Renzi ha il cuore d’oro, ma il bluff non è cosa sua
di Antonella Marinelli

Un Renzi, bravo Presidente del Consiglio, sui diritti civili ha fatto recuperare all’Italia 30 anni di battaglie perse. E allora perché offendere quella grandeur politica con un discorso debole e retorico per ottenere in cambio cosa? La Boschi ministro? Qualche sottosegretariato per Giachetti o Faraone? Una presidenza di commissione per Marattin? Davvero è solo questo? Renzi, Presidente del Consiglio nel 2015, impose il recupero nel canale di Sicilia dei quasi 700 Eritrei morti nel naufragio più drammatico della storia recente, perché disse che a quei fratelli era giusto dare se non un nome almeno una degna sepoltura.

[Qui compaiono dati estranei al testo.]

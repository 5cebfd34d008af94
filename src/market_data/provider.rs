// =============================================================================
// Market Data Provider — cached REST fetches with synthetic fallback
// =============================================================================
//
// Read-through cache (60 s TTL, keyed by pair + interval) over a Twelve
// Data style REST API. Transient failures retry up to 3 times with linear
// backoff (1 s x attempt). Any terminal provider failure — and a missing
// API key — falls back to the synthetic generator; candle/quote fetches
// never surface a hard failure to the analysis pipeline.
//
// The single fail-fast path is an unknown pair, rejected by name before
// any network attempt.

use std::collections::HashMap;
use std::time::{Duration, Instant};

use anyhow::{Context, Result};
use parking_lot::RwLock;
use tracing::{debug, warn};

use super::synthetic;
use crate::types::{is_known_pair, Candle, Quote};

/// Cache entry lifetime.
const CACHE_TTL: Duration = Duration::from_secs(60);
/// Transient-failure retry budget.
const FETCH_ATTEMPTS: u32 = 3;
/// Candles requested from the live API per series.
const OUTPUT_SIZE: usize = 100;

/// Errors surfaced by the provider boundary.
#[derive(Debug, thiserror::Error)]
pub enum ProviderError {
    #[error("unknown pair: {0}")]
    UnknownPair(String),
    #[error("all {attempts} fetch attempts failed: {last_error}")]
    RetriesExhausted { attempts: u32, last_error: String },
}

struct CachedCandles {
    fetched_at: Instant,
    candles: Vec<Candle>,
}

struct CachedQuote {
    fetched_at: Instant,
    quote: Quote,
}

/// Candle and quote source with an owned cache and explicit lifecycle —
/// constructed once at startup and injected (no ambient global state).
pub struct MarketDataProvider {
    api_key: Option<String>,
    base_url: String,
    client: reqwest::Client,
    candle_cache: RwLock<HashMap<(String, String), CachedCandles>>,
    quote_cache: RwLock<HashMap<String, CachedQuote>>,
}

impl MarketDataProvider {
    /// Build a provider. `api_key = None` routes every fetch straight to
    /// the synthetic generator.
    pub fn new(api_key: Option<String>) -> Self {
        let client = reqwest::Client::builder()
            .timeout(Duration::from_secs(10))
            .build()
            .expect("failed to build reqwest client");

        Self {
            api_key: api_key.filter(|k| !k.is_empty()),
            base_url: "https://api.twelvedata.com".to_string(),
            client,
            candle_cache: RwLock::new(HashMap::new()),
            quote_cache: RwLock::new(HashMap::new()),
        }
    }

    /// True when a live API key is configured.
    pub fn has_live_key(&self) -> bool {
        self.api_key.is_some()
    }

    // -------------------------------------------------------------------------
    // Candles
    // -------------------------------------------------------------------------

    /// Fetch candles for `pair` at `interval`, oldest-first.
    ///
    /// `force_refresh` bypasses the cache (the rescan controller uses this
    /// so every attempt sees fresh data). Unknown pairs fail fast; provider
    /// failures fall back to synthetic data.
    pub async fn fetch_candles(
        &self,
        pair: &str,
        interval: &str,
        force_refresh: bool,
    ) -> Result<Vec<Candle>> {
        if !is_known_pair(pair) {
            return Err(ProviderError::UnknownPair(pair.to_string()).into());
        }

        let key = (pair.to_string(), interval.to_string());

        if !force_refresh {
            let cache = self.candle_cache.read();
            if let Some(entry) = cache.get(&key) {
                if entry.fetched_at.elapsed() < CACHE_TTL {
                    debug!(pair, interval, "candle cache hit");
                    return Ok(entry.candles.clone());
                }
            }
        }

        let candles = match &self.api_key {
            Some(api_key) => match self.fetch_candles_live(pair, interval, api_key).await {
                Ok(candles) => candles,
                Err(e) => {
                    warn!(pair, interval, error = %e, "live candle fetch failed — using synthetic data");
                    synthetic::generate_candles(pair, interval)
                }
            },
            None => {
                debug!(pair, interval, "no API key — using synthetic candles");
                synthetic::generate_candles(pair, interval)
            }
        };

        self.candle_cache.write().insert(
            key,
            CachedCandles {
                fetched_at: Instant::now(),
                candles: candles.clone(),
            },
        );

        Ok(candles)
    }

    /// Live path with bounded retry and linear backoff.
    async fn fetch_candles_live(
        &self,
        pair: &str,
        interval: &str,
        api_key: &str,
    ) -> Result<Vec<Candle>> {
        let symbol = format!("{}/{}", &pair[..3], &pair[3..]);
        let url = format!(
            "{}/time_series?symbol={}&interval={}&outputsize={}&apikey={}",
            self.base_url, symbol, interval, OUTPUT_SIZE, api_key
        );

        let mut last_error = String::new();
        for attempt in 1..=FETCH_ATTEMPTS {
            match self.request_candles(&url).await {
                Ok(candles) if !candles.is_empty() => {
                    debug!(pair, interval, count = candles.len(), attempt, "live candles fetched");
                    return Ok(candles);
                }
                Ok(_) => last_error = "provider returned an empty series".to_string(),
                Err(e) => last_error = format!("{e:#}"),
            }

            if attempt < FETCH_ATTEMPTS {
                warn!(pair, interval, attempt, error = %last_error, "candle fetch attempt failed — backing off");
                tokio::time::sleep(Duration::from_secs(attempt as u64)).await;
            }
        }

        Err(ProviderError::RetriesExhausted {
            attempts: FETCH_ATTEMPTS,
            last_error,
        }
        .into())
    }

    async fn request_candles(&self, url: &str) -> Result<Vec<Candle>> {
        let resp = self
            .client
            .get(url)
            .send()
            .await
            .context("time_series request failed")?;

        let status = resp.status();
        let body: serde_json::Value = resp
            .json()
            .await
            .context("time_series response was not JSON")?;

        if !status.is_success() {
            anyhow::bail!("time_series returned HTTP {status}: {body}");
        }
        if body.get("status").and_then(|s| s.as_str()) == Some("error") {
            anyhow::bail!("provider error: {}", body["message"]);
        }

        let values = body["values"]
            .as_array()
            .context("missing field values")?;

        // The API delivers newest-first; the pipeline wants oldest-first.
        let mut candles = Vec::with_capacity(values.len());
        for v in values.iter().rev() {
            candles.push(parse_candle(v)?);
        }
        Ok(candles)
    }

    // -------------------------------------------------------------------------
    // Quotes
    // -------------------------------------------------------------------------

    /// Fetch the latest quote for `pair`. Same cache/fallback policy as
    /// candles.
    pub async fn fetch_quote(&self, pair: &str) -> Result<Quote> {
        if !is_known_pair(pair) {
            return Err(ProviderError::UnknownPair(pair.to_string()).into());
        }

        {
            let cache = self.quote_cache.read();
            if let Some(entry) = cache.get(pair) {
                if entry.fetched_at.elapsed() < CACHE_TTL {
                    return Ok(entry.quote.clone());
                }
            }
        }

        let quote = match &self.api_key {
            Some(api_key) => match self.fetch_quote_live(pair, api_key).await {
                Ok(quote) => quote,
                Err(e) => {
                    warn!(pair, error = %e, "live quote fetch failed — using synthetic data");
                    synthetic::generate_quote(pair)
                }
            },
            None => synthetic::generate_quote(pair),
        };

        self.quote_cache.write().insert(
            pair.to_string(),
            CachedQuote {
                fetched_at: Instant::now(),
                quote: quote.clone(),
            },
        );

        Ok(quote)
    }

    async fn fetch_quote_live(&self, pair: &str, api_key: &str) -> Result<Quote> {
        let symbol = format!("{}/{}", &pair[..3], &pair[3..]);
        let url = format!("{}/quote?symbol={}&apikey={}", self.base_url, symbol, api_key);

        let mut last_error = String::new();
        for attempt in 1..=FETCH_ATTEMPTS {
            match self.request_quote(&url).await {
                Ok(quote) => return Ok(quote),
                Err(e) => last_error = format!("{e:#}"),
            }
            if attempt < FETCH_ATTEMPTS {
                tokio::time::sleep(Duration::from_secs(attempt as u64)).await;
            }
        }

        Err(ProviderError::RetriesExhausted {
            attempts: FETCH_ATTEMPTS,
            last_error,
        }
        .into())
    }

    async fn request_quote(&self, url: &str) -> Result<Quote> {
        let resp = self.client.get(url).send().await.context("quote request failed")?;
        let status = resp.status();
        let body: serde_json::Value = resp.json().await.context("quote response was not JSON")?;

        if !status.is_success() {
            anyhow::bail!("quote returned HTTP {status}: {body}");
        }
        if body.get("status").and_then(|s| s.as_str()) == Some("error") {
            anyhow::bail!("provider error: {}", body["message"]);
        }

        let price = parse_field_f64(&body, "close")?;
        let change = parse_field_f64(&body, "change").unwrap_or(0.0);
        let change_percent = parse_field_f64(&body, "percent_change").unwrap_or(0.0);

        Ok(Quote {
            price,
            bid: price,
            ask: price,
            timestamp: chrono::Utc::now().timestamp_millis(),
            change,
            change_percent,
        })
    }
}

/// Parse one `values[]` element of a time_series response.
fn parse_candle(v: &serde_json::Value) -> Result<Candle> {
    let datetime = v["datetime"]
        .as_str()
        .context("missing field datetime")?;

    // Timestamps arrive as "YYYY-MM-DD HH:MM:SS" in UTC.
    let timestamp = chrono::NaiveDateTime::parse_from_str(datetime, "%Y-%m-%d %H:%M:%S")
        .or_else(|_| {
            chrono::NaiveDate::parse_from_str(datetime, "%Y-%m-%d")
                .map(|d| d.and_hms_opt(0, 0, 0).unwrap())
        })
        .with_context(|| format!("failed to parse datetime {datetime}"))?
        .and_utc()
        .timestamp_millis();

    Ok(Candle {
        timestamp,
        open: parse_field_f64(v, "open")?,
        high: parse_field_f64(v, "high")?,
        low: parse_field_f64(v, "low")?,
        close: parse_field_f64(v, "close")?,
        volume: parse_field_f64(v, "volume").unwrap_or(0.0),
    })
}

/// The API sends numeric values as JSON strings.
fn parse_field_f64(v: &serde_json::Value, name: &str) -> Result<f64> {
    match &v[name] {
        serde_json::Value::String(s) => s
            .parse::<f64>()
            .with_context(|| format!("failed to parse {name} as f64: {s}")),
        serde_json::Value::Number(n) => n
            .as_f64()
            .with_context(|| format!("field {name} is not a valid f64")),
        _ => anyhow::bail!("field {name} missing or has unexpected JSON type"),
    }
}

// =============================================================================
// Tests
// =============================================================================
#[cfg(test)]
mod tests {
    use super::*;

    #[tokio::test]
    async fn unknown_pair_fails_fast() {
        let provider = MarketDataProvider::new(None);
        let err = provider.fetch_candles("XAUUSD", "1min", false).await.unwrap_err();
        let provider_err = err.downcast_ref::<ProviderError>().expect("typed error");
        assert!(matches!(provider_err, ProviderError::UnknownPair(p) if p == "XAUUSD"));

        let err = provider.fetch_quote("XAUUSD").await.unwrap_err();
        assert!(err.downcast_ref::<ProviderError>().is_some());
    }

    #[tokio::test]
    async fn missing_key_falls_back_to_synthetic() {
        let provider = MarketDataProvider::new(None);
        let candles = provider.fetch_candles("EURUSD", "1min", false).await.unwrap();
        assert_eq!(candles.len(), synthetic::SYNTHETIC_CANDLES);

        let quote = provider.fetch_quote("EURUSD").await.unwrap();
        assert!(quote.price > 0.0);
    }

    #[tokio::test]
    async fn cache_returns_identical_series() {
        let provider = MarketDataProvider::new(None);
        let first = provider.fetch_candles("GBPUSD", "5min", false).await.unwrap();
        let second = provider.fetch_candles("GBPUSD", "5min", false).await.unwrap();
        // Within the TTL the cached series comes back byte-identical.
        assert_eq!(first.len(), second.len());
        assert_eq!(first[0].timestamp, second[0].timestamp);
        assert_eq!(first[0].close, second[0].close);
    }

    #[tokio::test]
    async fn force_refresh_bypasses_cache() {
        let provider = MarketDataProvider::new(None);
        let first = provider.fetch_candles("GBPUSD", "5min", false).await.unwrap();
        let refreshed = provider.fetch_candles("GBPUSD", "5min", true).await.unwrap();
        // A fresh synthetic walk almost surely differs from the cached one.
        let same = first
            .iter()
            .zip(refreshed.iter())
            .all(|(a, b)| a.close == b.close);
        assert!(!same, "force_refresh must regenerate the series");
    }

    #[tokio::test]
    async fn empty_key_counts_as_missing() {
        let provider = MarketDataProvider::new(Some(String::new()));
        assert!(!provider.has_live_key());
        let candles = provider.fetch_candles("EURUSD", "1min", false).await.unwrap();
        assert!(!candles.is_empty());
    }

    #[test]
    fn parse_candle_from_string_fields() {
        let v = serde_json::json!({
            "datetime": "2026-08-28 14:05:00",
            "open": "1.0850",
            "high": "1.0862",
            "low": "1.0847",
            "close": "1.0858",
            "volume": "1200"
        });
        let c = parse_candle(&v).unwrap();
        assert!((c.open - 1.0850).abs() < 1e-9);
        assert!((c.close - 1.0858).abs() < 1e-9);
        assert!(c.timestamp > 0);
        assert!((c.volume - 1200.0).abs() < 1e-9);
    }

    #[test]
    fn parse_candle_missing_field_errors() {
        let v = serde_json::json!({ "datetime": "2026-08-28 14:05:00", "open": "1.0" });
        assert!(parse_candle(&v).is_err());
    }
}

Il Renzi del divorzio breve, della legge “dopo di noi”, di quella dei minori non accompagnati, delle unioni civili. Cosa c’entra la parabola triste dei giochi di potere al ribasso con un architetto della retorica politica smart? Il Matteo fiorentino non ha la stoffa caustica e truce di Salvini, né le tinte fosche dello sfascismo della Meloni e allora non si tenta il bluff se a Texas Holdem non sai giocare. Archiviata la scelta di andare per la sua strada con un nuovo partito, purtroppo i panni del fustigatore dolce gli stanno stretti e così sbaglia completamente i tempi. Chi ricorda il popolo delle sardine? Quelle migliaia di persone scese in piazza in cerca di una nuova casa politica? Mettiamo da parte i Santori e chi le rappresenta, le sardine erano quegli uomini e quelle donne per strada che hanno riempito le piazze italiane in cerca di un nuovo centrosinistra. Ebbene, Renzi non è stato in grado di intercettarle e così il PD, zitto zitto, cementificando le sue oscillazioni intorno a un solido 20%, sta riprendendo un po’ di “rifugiati”, di senzatetto politici e sta riconquistando la fiducia di chi in questo disastro pandemico apprezza la misura e l’equilibrio di chi non crea fibrillazioni, ma propone soluzioni. Nella politica c’è un tempo per tutto e Renzi lo sta bruciando per autocombustione da protagonismo.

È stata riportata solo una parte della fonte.